Gravis hizo algunos cálculos.

«Esto significa que el Cielo debería tener suficiente Energía en su interior para crear unos 64 Caminantes. Eso es suficiente para mí».

Gravis volvió a mirar las estrellas. «De todos modos, no hay ninguna Ley que pueda comprender mirando estas estrellas. Si quisiera, también podría crear algo similar. No es más que juntar Energía a la fuerza. La única razón por la que no puedo crear algo tan denso como estas estrellas es por mi cultivación. El Cielo debe de ser un Inmortal de nivel dos y, por lo tanto, puede ejercer más fuerza al comprimir la Energía».

Gravis dejó la estrella y regresó a su posición anterior. Ahora ya no estaba distraído y podía concentrarse por completo en comprender la Ley del Frío.

¿Y qué hay del sol?

Intentar alcanzar el sol con su poder actual era el sueño de un necio. Gravis no estaba seguro de si el entorno se volvería aún más frío o más caliente si se acercaba al sol, pero no importaba. No sobreviviría de ninguna de las dos maneras.

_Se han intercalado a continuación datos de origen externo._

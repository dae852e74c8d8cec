//! The broker protocol state machine.
//!
//! A pure-ish function of `(request, current session) -> (new session, response)`
//! — the only side effects are the mapper call and the agent call, both
//! injected, so the state transitions themselves are deterministic. Mirrors
//! `protocol.py::BrokerProtocolHandler.__call__`'s routing-table dispatch,
//! expressed as a match over `(request, current state)` instead of a dict
//! keyed by state.
use pcoip_proto::message::{BadMessage, ProtocolSession, ProtocolState};
use pcoip_proto::{
    AllocateResourceFailure, AllocateResourceRequest, AllocateResourceSuccess,
    AuthenticateFailed, AuthenticateRequest, AuthenticateSuccess, ByeResponse, Credentials,
    GetResourceListResponse, HelloRequest, HelloResponse, Request, Response, TeradiciResource,
};

use crate::agent::{AgentClient, AgentOutcome};
use crate::mapper::{Mapper, MapperStatus};

/// Agent/mapper failures that should surface to the client as
/// `AllocateFailed{result_id: "FAILED_USER_AUTH"}` per the "any
/// library/transport/XML error" catch-all.
const FAILED_USER_AUTH: &str = "FAILED_USER_AUTH";
const FAILED_ANOTHER_SESSION_STARTED: &str = "FAILED_ANOTHER_SESION_STARTED";

pub struct Context<'a> {
    pub mapper: &'a dyn Mapper,
    pub agent: &'a AgentClient,
    pub hostname: &'a str,
    pub client_name: &'a str,
}

/// Handles one request against the current session. `request` must not be
/// `Request::BadMessage` — the HTTP layer intercepts malformed requests
/// before the protocol ever sees them (spec treats `MalformedRequest` as a
/// distinct error class from `ProtocolViolation`).
pub async fn handle(
    request: Request,
    session: Option<ProtocolSession>,
    ctx: &Context<'_>,
) -> (Option<ProtocolSession>, Option<Response>) {
    let current_state = session.as_ref().map(|s| s.state);

    match (request, current_state) {
        (Request::Bye(_), _) => (None, Some(Response::Bye(ByeResponse))),

        (Request::Hello(hello), None) => handle_hello(hello, ctx),

        (Request::Authenticate(auth), Some(ProtocolState::WaitingForAuthenticate)) => {
            handle_authenticate(auth, ctx).await
        }

        (Request::GetResourceList(_), Some(ProtocolState::WaitingForGetResourceList)) => {
            handle_get_resource_list(session.expect("state implies a session"))
        }

        (Request::AllocateResource(alloc), Some(ProtocolState::WaitingForAllocateResource)) => {
            handle_allocate_resource(alloc, session.expect("state implies a session"), ctx).await
        }

        (Request::BadMessage(BadMessage { reason }), _) => {
            unreachable!(
                "BadMessage must be rejected by the HTTP layer before reaching protocol::handle: {reason}"
            )
        }

        (other, state) => {
            log::warn!("protocol violation: {other:?} unexpected in state {state:?}");
            (None, None)
        }
    }
}

fn handle_hello(
    hello: HelloRequest,
    ctx: &Context<'_>,
) -> (Option<ProtocolSession>, Option<Response>) {
    let response = Response::Hello(HelloResponse::new(ctx.hostname, ctx.mapper.domains()));

    if hello.is_probe() {
        (None, Some(response))
    } else {
        (Some(ProtocolSession::new_authenticating()), Some(response))
    }
}

async fn handle_authenticate(
    auth: AuthenticateRequest,
    ctx: &Context<'_>,
) -> (Option<ProtocolSession>, Option<Response>) {
    let credentials = Credentials {
        username: auth.username.clone(),
        password: auth.password.clone(),
        domain: auth.domain.clone(),
    };

    let result = ctx.mapper.map(&credentials, None).await;

    match result.status {
        MapperStatus::Success => {
            let session = ProtocolSession {
                state: ProtocolState::WaitingForGetResourceList,
                username: Some(auth.username),
                password: Some(auth.password),
                domain: Some(auth.domain),
                resources: result.resources,
            };
            (Some(session), Some(Response::AuthSuccess(AuthenticateSuccess)))
        }
        MapperStatus::AuthenticationFailed
        | MapperStatus::NoMachine
        | MapperStatus::ResourceUnresponsive
        | MapperStatus::InternalError => (
            Some(ProtocolSession::new_authenticating()),
            Some(Response::AuthFailed(AuthenticateFailed)),
        ),
    }
}

fn handle_get_resource_list(
    mut session: ProtocolSession,
) -> (Option<ProtocolSession>, Option<Response>) {
    let resources = session
        .resources
        .iter()
        .map(|(id, resource)| TeradiciResource {
            resource_name: resource.name.clone(),
            resource_id: id.clone(),
        })
        .collect();

    session.state = ProtocolState::WaitingForAllocateResource;

    (
        Some(session),
        Some(Response::GetResourceList(GetResourceListResponse { resources })),
    )
}

async fn handle_allocate_resource(
    request: AllocateResourceRequest,
    mut session: ProtocolSession,
    ctx: &Context<'_>,
) -> (Option<ProtocolSession>, Option<Response>) {
    let Some(resource) = session.resource(&request.resource_id).cloned() else {
        return (
            Some(session),
            Some(Response::AllocateFailed(AllocateResourceFailure {
                result_id: FAILED_USER_AUTH.to_string(),
            })),
        );
    };

    let credentials = Credentials {
        username: session.username.clone().unwrap_or_default(),
        password: session.password.clone().unwrap_or_default(),
        domain: session.domain.clone().unwrap_or_default(),
    };

    let outcome = ctx
        .mapper
        .allocate_session(
            ctx.agent,
            &resource,
            &request.resource_id,
            &credentials,
            ctx.client_name,
        )
        .await;

    match outcome {
        Ok(AgentOutcome::Successful(agent_session)) => {
            session.state = ProtocolState::WaitingForBye;
            (
                Some(session),
                Some(Response::AllocateSuccess(AllocateResourceSuccess {
                    ip_address: agent_session.ip_address,
                    hostname: resource.hostname,
                    sni: agent_session.sni,
                    port: agent_session.port,
                    session_id: agent_session.session_id,
                    connect_tag: agent_session.session_tag,
                    resource_id: agent_session.resource_id,
                })),
            )
        }
        Ok(AgentOutcome::FailedUserAuth) | Err(_) => (
            Some(session),
            Some(Response::AllocateFailed(AllocateResourceFailure {
                result_id: FAILED_USER_AUTH.to_string(),
            })),
        ),
        Ok(AgentOutcome::FailedAnotherSessionStarted) => (
            Some(session),
            Some(Response::AllocateFailed(AllocateResourceFailure {
                result_id: FAILED_ANOTHER_SESSION_STARTED.to_string(),
            })),
        ),
    }
}

#[cfg(test)]
mod tests {
    use super::*;
    use crate::agent::AgentClient;
    use crate::mapper::{MapResult, MapperStatus};
    use pcoip_proto::{HelloRequest, Resource};

    struct StaticMapper {
        status: MapperStatus,
        resources: Vec<(String, Resource)>,
    }

    #[async_trait::async_trait]
    impl Mapper for StaticMapper {
        async fn map(&self, _credentials: &Credentials, _previous_host: Option<&str>) -> MapResult {
            MapResult {
                status: self.status,
                resources: self.resources.clone(),
            }
        }

        fn domains(&self) -> Vec<String> {
            vec!["EXAMPLE".to_string()]
        }

        fn name(&self) -> &str {
            "static"
        }
    }

    fn ctx<'a>(mapper: &'a dyn Mapper, agent: &'a AgentClient) -> Context<'a> {
        Context {
            mapper,
            agent,
            hostname: "broker.example",
            client_name: "Bobby McGee",
        }
    }

    #[tokio::test]
    async fn probe_hello_creates_no_session() {
        let mapper = StaticMapper {
            status: MapperStatus::Success,
            resources: Vec::new(),
        };
        let agent = AgentClient::new(false).unwrap();
        let request = Request::Hello(HelloRequest {
            client_hostname: "client.example".to_string(),
            client_product_name: "QueryBrokerClient".to_string(),
        });

        let (session, response) = handle(request, None, &ctx(&mapper, &agent)).await;
        assert!(session.is_none());
        assert!(matches!(response, Some(Response::Hello(_))));
    }

    #[tokio::test]
    async fn non_probe_hello_starts_authenticate_state() {
        let mapper = StaticMapper {
            status: MapperStatus::Success,
            resources: Vec::new(),
        };
        let agent = AgentClient::new(false).unwrap();
        let request = Request::Hello(HelloRequest {
            client_hostname: "client.example".to_string(),
            client_product_name: "PCoIP Software Client".to_string(),
        });

        let (session, _response) = handle(request, None, &ctx(&mapper, &agent)).await;
        let session = session.expect("non-probe hello creates a session");
        assert_eq!(session.state, ProtocolState::WaitingForAuthenticate);
    }

    #[tokio::test]
    async fn successful_authenticate_preserves_resource_order() {
        let mapper = StaticMapper {
            status: MapperStatus::Success,
            resources: vec![
                ("0".to_string(), Resource::new("Kurt", "kurt.godel.edu")),
                ("1".to_string(), Resource::new("Alan", "alan.turing.edu")),
            ],
        };
        let agent = AgentClient::new(false).unwrap();
        let session = Some(ProtocolSession::new_authenticating());
        let request = Request::Authenticate(AuthenticateRequest {
            username: "Euler".to_string(),
            password: "Leonhard".to_string(),
            domain: String::new(),
        });

        let (new_session, response) = handle(request, session, &ctx(&mapper, &agent)).await;
        assert!(matches!(response, Some(Response::AuthSuccess(_))));
        let new_session = new_session.unwrap();
        assert_eq!(new_session.state, ProtocolState::WaitingForGetResourceList);
        assert_eq!(new_session.resources[0].0, "0");
        assert_eq!(new_session.resources[1].0, "1");
    }

    #[tokio::test]
    async fn failed_authenticate_clears_credentials_but_keeps_state() {
        let mapper = StaticMapper {
            status: MapperStatus::AuthenticationFailed,
            resources: Vec::new(),
        };
        let agent = AgentClient::new(false).unwrap();
        let session = Some(ProtocolSession::new_authenticating());
        let request = Request::Authenticate(AuthenticateRequest {
            username: "Euler".to_string(),
            password: "wrong".to_string(),
            domain: String::new(),
        });

        let (new_session, response) = handle(request, session, &ctx(&mapper, &agent)).await;
        assert!(matches!(response, Some(Response::AuthFailed(_))));
        let new_session = new_session.unwrap();
        assert_eq!(new_session.state, ProtocolState::WaitingForAuthenticate);
        assert!(new_session.username.is_none());
    }

    #[tokio::test]
    async fn bye_always_destroys_session() {
        let mapper = StaticMapper {
            status: MapperStatus::Success,
            resources: Vec::new(),
        };
        let agent = AgentClient::new(false).unwrap();
        let session = Some(ProtocolSession::new_authenticating());

        let (new_session, response) =
            handle(Request::Bye(Default::default()), session, &ctx(&mapper, &agent)).await;
        assert!(new_session.is_none());
        assert!(matches!(response, Some(Response::Bye(_))));
    }

    #[tokio::test]
    async fn unexpected_request_for_state_destroys_session_with_no_response() {
        let mapper = StaticMapper {
            status: MapperStatus::Success,
            resources: Vec::new(),
        };
        let agent = AgentClient::new(false).unwrap();
        // A fresh, un-authenticated session is implicitly WAITING_FOR_HELLO;
        // sending GetResourceList there is unexpected.
        let request = Request::GetResourceList(Default::default());

        let (new_session, response) = handle(request, None, &ctx(&mapper, &agent)).await;
        assert!(new_session.is_none());
        assert!(response.is_none());
    }

    #[tokio::test]
    async fn unknown_resource_id_fails_allocation_without_calling_agent() {
        let mapper = StaticMapper {
            status: MapperStatus::Success,
            resources: vec![("0".to_string(), Resource::new("Kurt", "kurt.godel.edu"))],
        };
        let agent = AgentClient::new(false).unwrap();
        let mut session = ProtocolSession::new_authenticating();
        session.state = ProtocolState::WaitingForAllocateResource;
        session.username = Some("Euler".to_string());
        session.password = Some("Leonhard".to_string());
        session.domain = Some(String::new());
        session.resources = vec![("0".to_string(), Resource::new("Kurt", "kurt.godel.edu"))];

        let request = Request::AllocateResource(AllocateResourceRequest {
            resource_id: "does-not-exist".to_string(),
        });

        let (new_session, response) =
            handle(request, Some(session), &ctx(&mapper, &agent)).await;
        assert!(new_session.is_some());
        match response {
            Some(Response::AllocateFailed(failure)) => {
                assert_eq!(failure.result_id, FAILED_USER_AUTH);
            }
            other => panic!("expected AllocateFailed, got {other:?}"),
        }
    }
}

Si se volvía aún más frío, Gravis moriría congelado antes siquiera de estar cerca. Si se volvía más caliente, Gravis moriría congelado de todos modos antes de poder llegar a esa zona. Además, el calor del sol se transfería a través de rayos, no por el calor del ambiente. Esto significaba que su parte delantera ardería mientras que su espalda se congelaría. De esa forma, se quedaría sin Energía igualmente.

Concentrarse en la Ley del Frío sería más efectivo. Si lograba comprenderla, quizá podría alcanzar el sol.

Así, Gravis comenzó su comprensión de la Ley del Frío.